PLANTMETALS - A new COST Action bringing together 110 labs from 30 countries launched
Metals in plants - this is the issue that will be jointly tackled by experts from one hundred and ten laboratories from 30 European countries. A new project "TRACE METAL METABOLISM IN PLANTS (PLANTMETALS)" was launched in October, bringing together biologists, (bio)physicists, (bio-geo)chemists, molecular geneticists, ecologists, agronomists and soil scientists to produce not only new insights into plant functioning, but also to propose innovations for agriculture, crop production and breeding, as well as environmental protection. The project is funded by the European COST Association (European Cooperation in Science and Technology), it will be implemented for a period of four years and will be led by Hendrik Küpper from the Biology Centre of the Czech Academy of Sciences (BC CAS).

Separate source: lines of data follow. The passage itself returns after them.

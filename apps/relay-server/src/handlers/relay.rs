//! Relay endpoint.

use actix_web::{HttpRequest, HttpResponse, web};
use futures::StreamExt;

use relay_core::RelayError;
use relay_core::relay::InboundRequest;
use relay_shared::dto::{LivenessResponse, RelayResponse};

use crate::middleware::auth::ApiCredential;
use crate::middleware::error::{AppError, AppResult};
use crate::observability::RequestId;
use crate::state::AppState;

/// GET /api/relay - liveness, touches neither rate limiting nor dispatch.
pub async fn liveness() -> HttpResponse {
    HttpResponse::Ok().json(LivenessResponse::ok())
}

/// Any other verb on /api/relay.
pub async fn method_not_allowed() -> AppResult<HttpResponse> {
    Err(AppError::MethodNotAllowed)
}

/// POST /api/relay - authenticate, rate limit and forward a message.
pub async fn relay(
    req: HttpRequest,
    state: web::Data<AppState>,
    credential: ApiCredential,
    request_id: RequestId,
    payload: web::Payload,
) -> AppResult<HttpResponse> {
    let origin = req
        .connection_info()
        .realip_remote_addr()
        .map(str::to_owned);

    let result = match read_body(payload, state.max_body_bytes).await {
        Ok(body) => {
            state
                .relay
                .handle(InboundRequest {
                    credential: credential.as_deref(),
                    body: &body,
                    origin: origin.as_deref(),
                })
                .await
        }
        // An unauthenticated caller learns nothing about body limits.
        Err(e) => state
            .relay
            .authenticate(credential.as_deref())
            .and(Err(e)),
    };

    match result {
        Ok(delivery) => Ok(HttpResponse::Ok().json(RelayResponse {
            success: true,
            shard: delivery.shard,
            downstream_status: delivery.status,
            request_id: Some(request_id.0),
        })),
        Err(error) => Err(AppError::relay(error).with_request_id(request_id.0)),
    }
}

/// Read the request body, refusing anything over `limit` bytes.
async fn read_body(mut payload: web::Payload, limit: usize) -> Result<web::BytesMut, RelayError> {
    let mut body = web::BytesMut::new();
    while let Some(chunk) = payload.next().await {
        let chunk = chunk.map_err(|e| RelayError::Validation(format!("unreadable body: {e}")))?;
        if body.len() + chunk.len() > limit {
            return Err(RelayError::Validation(format!(
                "body exceeds {limit} bytes"
            )));
        }
        body.extend_from_slice(&chunk);
    }
    Ok(body)
}

#[cfg(test)]
mod tests {
    use std::sync::Arc;
    use std::sync::atomic::{AtomicUsize, Ordering};
    use std::time::Duration;

    use actix_web::{App, test};
    use async_trait::async_trait;
    use serde_json::Value;

    use relay_core::RelayService;
    use relay_core::domain::{DispatchPayload, Endpoint};
    use relay_core::ports::{SystemClock, TransportError, WebhookTransport};
    use relay_core::relay::{RelayConfig, WindowLimit};
    use relay_infra::InMemoryCounterStore;

    use crate::handlers::configure_routes;
    use crate::observability::RequestIdMiddleware;
    use crate::state::AppState;

    const KEY: &str = "test-key";

    /// Answers every attempt with one fixed status.
    struct FixedStatusTransport {
        status: u16,
        calls: AtomicUsize,
    }

    #[async_trait]
    impl WebhookTransport for FixedStatusTransport {
        async fn send(
            &self,
            _endpoint: &Endpoint,
            _payload: &DispatchPayload,
            _timeout: Duration,
        ) -> Result<u16, TransportError> {
            self.calls.fetch_add(1, Ordering::SeqCst);
            Ok(self.status)
        }
    }

    fn state(status: u16, short_limit: u64) -> (AppState, Arc<FixedStatusTransport>) {
        let mut config = RelayConfig {
            api_keys: vec![KEY.to_string()],
            endpoints: vec![
                Endpoint::new("https://hooks.test/0"),
                Endpoint::new("https://hooks.test/1"),
            ],
            ..Default::default()
        };
        config.rate_limit.short = WindowLimit {
            max_requests: short_limit,
            window: Duration::from_secs(3600),
        };

        let transport = Arc::new(FixedStatusTransport {
            status,
            calls: AtomicUsize::new(0),
        });
        let relay = RelayService::new(
            Arc::new(config),
            Arc::new(InMemoryCounterStore::new()),
            transport.clone(),
            Arc::new(SystemClock),
        );

        let state = AppState {
            relay: Arc::new(relay),
            max_body_bytes: 1024,
        };
        (state, transport)
    }

    macro_rules! app {
        ($state:expr) => {
            test::init_service(
                App::new()
                    .wrap(crate::default_headers())
                    .wrap(RequestIdMiddleware)
                    .app_data(actix_web::web::Data::new($state))
                    .configure(configure_routes),
            )
            .await
        };
    }

    fn post(body: impl Into<actix_web::web::Bytes>) -> test::TestRequest {
        test::TestRequest::post()
            .uri("/api/relay")
            .insert_header(("content-type", "application/json"))
            .set_payload(body)
    }

    #[actix_web::test]
    async fn test_get_is_liveness_only() {
        let (state, transport) = state(200, 10);
        let app = app!(state);

        let req = test::TestRequest::get().uri("/api/relay").to_request();
        let res = test::call_service(&app, req).await;
        assert_eq!(res.status(), 200);
        assert_eq!(res.headers().get("access-control-allow-origin").unwrap(), "*");

        let body: Value = test::read_body_json(res).await;
        assert_eq!(body["status"], "OK");
        assert_eq!(transport.calls.load(Ordering::SeqCst), 0);
    }

    #[actix_web::test]
    async fn test_other_methods_not_allowed() {
        let (state, _) = state(200, 10);
        let app = app!(state);

        let req = test::TestRequest::put().uri("/api/relay").to_request();
        let res = test::call_service(&app, req).await;
        assert_eq!(res.status(), 405);

        let body: Value = test::read_body_json(res).await;
        assert_eq!(body["code"], "method_not_allowed");
    }

    #[actix_web::test]
    async fn test_missing_credential_is_401() {
        let (state, transport) = state(200, 10);
        let app = app!(state);

        let res = test::call_service(&app, post(r#"{"content":"hi"}"#).to_request()).await;
        assert_eq!(res.status(), 401);

        let body: Value = test::read_body_json(res).await;
        assert_eq!(body["code"], "unauthorized");
        assert_eq!(transport.calls.load(Ordering::SeqCst), 0);
    }

    #[actix_web::test]
    async fn test_malformed_json_is_400() {
        let (state, _) = state(200, 10);
        let app = app!(state);

        let req = post("{not json").insert_header(("x-api-key", KEY)).to_request();
        let res = test::call_service(&app, req).await;
        assert_eq!(res.status(), 400);

        let body: Value = test::read_body_json(res).await;
        assert_eq!(body["code"], "bad_input");
        assert!(body["request_id"].is_string());
    }

    #[actix_web::test]
    async fn test_oversized_body_is_400_for_authenticated_caller_only() {
        let (state, _) = state(200, 10);
        let app = app!(state);
        let big = format!(r#"{{"content":"{}"}}"#, "x".repeat(2048));

        let res = test::call_service(&app, post(big.clone()).to_request()).await;
        assert_eq!(res.status(), 401);

        let req = post(big).insert_header(("x-api-key", KEY)).to_request();
        let res = test::call_service(&app, req).await;
        assert_eq!(res.status(), 400);
    }

    #[actix_web::test]
    async fn test_delivered_returns_shard() {
        let (state, transport) = state(204, 10);
        let app = app!(state);

        let req = post(r#"{"identity":"u2","content":"hi"}"#)
            .insert_header(("Authorization", format!("Bearer {KEY}")))
            .to_request();
        let res = test::call_service(&app, req).await;
        assert_eq!(res.status(), 200);

        let body: Value = test::read_body_json(res).await;
        assert_eq!(body["success"], true);
        // "u2" hashes to shard 0 of 2.
        assert_eq!(body["shard"], 0);
        assert_eq!(body["downstream_status"], 204);
        assert_eq!(transport.calls.load(Ordering::SeqCst), 1);
    }

    #[actix_web::test]
    async fn test_rate_limited_returns_429_with_retry_after() {
        let (state, _) = state(200, 2);
        let app = app!(state);

        for _ in 0..2 {
            let req = post(r#"{"identity":"u1","content":"hi"}"#)
                .insert_header(("x-api-key", KEY))
                .to_request();
            assert_eq!(test::call_service(&app, req).await.status(), 200);
        }

        let req = post(r#"{"identity":"u1","content":"hi"}"#)
            .insert_header(("x-api-key", KEY))
            .to_request();
        let res = test::call_service(&app, req).await;
        assert_eq!(res.status(), 429);
        let retry_after: u64 = res
            .headers()
            .get("Retry-After")
            .unwrap()
            .to_str()
            .unwrap()
            .parse()
            .unwrap();
        // Time left in the current hour bucket, never the whole window.
        assert!((1..=3600).contains(&retry_after));

        let body: Value = test::read_body_json(res).await;
        assert_eq!(body["code"], "rate_limit_short");
    }

    #[actix_web::test]
    async fn test_all_destinations_failing_is_502() {
        let (state, transport) = state(503, 10);
        let app = app!(state);

        let req = post(r#"{"content":"hi"}"#)
            .insert_header(("x-api-key", KEY))
            .to_request();
        let res = test::call_service(&app, req).await;
        assert_eq!(res.status(), 502);

        let body: Value = test::read_body_json(res).await;
        assert_eq!(body["code"], "all_destinations_failed");
        assert_eq!(transport.calls.load(Ordering::SeqCst), 2);
    }
}
use crate::error::RelayError;

/// Set of API credentials accepted from callers.
#[derive(Debug, Clone, Default)]
pub struct ApiKeys {
    keys: Vec<String>,
}

impl ApiKeys {
    pub fn new(keys: impl IntoIterator<Item = String>) -> Self {
        Self {
            keys: keys.into_iter().filter(|k| !k.is_empty()).collect(),
        }
    }

    pub fn is_empty(&self) -> bool {
        self.keys.is_empty()
    }

    /// Accept the presented credential only if it equals a configured key.
    /// With no keys configured every request is refused.
    pub fn verify(&self, presented: Option<&str>) -> Result<(), RelayError> {
        let presented = presented.ok_or(RelayError::Unauthorized)?;
        // No early exit: every key is compared.
        let matched = self
            .keys
            .iter()
            .fold(false, |acc, key| acc | constant_time_eq(key.as_bytes(), presented.as_bytes()));

        if matched {
            Ok(())
        } else {
            Err(RelayError::Unauthorized)
        }
    }
}

fn constant_time_eq(a: &[u8], b: &[u8]) -> bool {
    if a.len() != b.len() {
        return false;
    }
    a.iter().zip(b).fold(0u8, |acc, (x, y)| acc | (x ^ y)) == 0
}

"Many trace metals, such as iron, cobalt, copper or zinc, are essential for plants, animals, even people. A lack of trace metals means a problem in nutrition, on the other hand already slightly higher concentrations of metals may become toxic," says Hendrik Küpper, Head of the Department of Plant Biophysics and Biochemistry, BC CAS, Czech Republic. Trace metal homeostasis in plants is an up-to date research topic and is at the core of many challenges currently facing agriculture and human societies. Low trace metals bioavailability in many soil types of large world areas causes a reduction in crop production and diminishes nutritional value of food. Other trace metals (e.g. Cadmium, Mercury) are usually only toxic, and in many areas of the world metal toxicity is a severe agricultural and environmental problem. "We need to better understand how plants uptake metals, how they transport them, store them in their cells and use them, as well as how plants deal with the deficiency and toxicity of metals," explains Hendrik Küpper.
Hendrik Küpper. Photo: Pavlína Jáchimová, Czech Academy of Sciences.
The new PLANTMETALS COST Action will provide international and interdisciplinary exchange of experience. Thus the Action will organise scientific conferences and workshops are planned as well as establishing new opportunities for cooperation during internships and scientific exchanges. It is also important that beside basic research scientists, applied research experts and industry partners are involved in the project. Disseminating research results and translating them to the needs of farmers and consumers to practical application in agriculture and other sectors is the common goal of the Action. Practical innovations may include, for example, better targeted fertilization, crop cultivar breeding, critical evaluation of the benefits and risks of genetically modified plants, more effective estimation of ecological risks and, last but not least, phytoremediation tools, ie the use of plants to remove toxic metals from polluted soils and water resources.
During October, the kick-of meeting of the Action took place - just virtually due to the epidemiological situation in Europe. Objectives and planned activities of the project were presented and the team leaders were elected. The first common conference is planned for the summer of 2021, where representatives of all currently 110 member laboratories and companies from 30 countries should come to physically meet in Ceske Budejovice, Czech Republic.